Please write out the complete listing that follows, exactly as it reads.

>>>>>

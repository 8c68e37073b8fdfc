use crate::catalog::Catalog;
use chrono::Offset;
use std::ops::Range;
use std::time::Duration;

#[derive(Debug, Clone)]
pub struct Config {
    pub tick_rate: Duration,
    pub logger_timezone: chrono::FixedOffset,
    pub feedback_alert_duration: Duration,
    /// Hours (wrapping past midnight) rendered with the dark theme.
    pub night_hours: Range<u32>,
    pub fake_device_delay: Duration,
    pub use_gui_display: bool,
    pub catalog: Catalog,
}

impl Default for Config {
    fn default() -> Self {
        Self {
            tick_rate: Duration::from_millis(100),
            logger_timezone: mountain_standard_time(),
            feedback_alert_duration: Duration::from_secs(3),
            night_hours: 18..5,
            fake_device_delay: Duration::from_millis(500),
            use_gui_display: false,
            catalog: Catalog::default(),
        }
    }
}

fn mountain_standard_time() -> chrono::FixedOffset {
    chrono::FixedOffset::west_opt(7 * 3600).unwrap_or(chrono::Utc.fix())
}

<<<<<

Written answer:
repository 8c68e37073b8fdfc
use crate::catalog::Catalog;
use chrono::Offset;
use std::ops::Range;
use std::time::Duration;

#[derive(Debug, Clone)]
pub struct Config {
    pub tick_rate: Duration,
    pub logger_timezone: chrono::FixedOffset,
    pub feedback_alert_duration: Duration,
    /// Hours (wrapping past midnight) rendered with the dark theme.
    pub night_hours: Range<u32>,
    pub fake_device_delay: Duration,
    pub use_gui_display: bool,
    pub catalog: Catalog,
}

impl Default for Config {
    fn default() -> Self {
        Self {
            tick_rate: Duration::from_millis(100),
            logger_timezone: mountain_standard_time(),
            feedback_alert_duration: Duration::from_secs(3),
            night_hours: 18..5,
            fake_device_delay: Duration::from_millis(500),
            use_gui_display: false,
            catalog: Catalog::default(),
        }
    }
}

fn mountain_standard_time() -> chrono::FixedOffset {
    chrono::FixedOffset::west_opt(7 * 3600).unwrap_or(chrono::Utc.fix())
}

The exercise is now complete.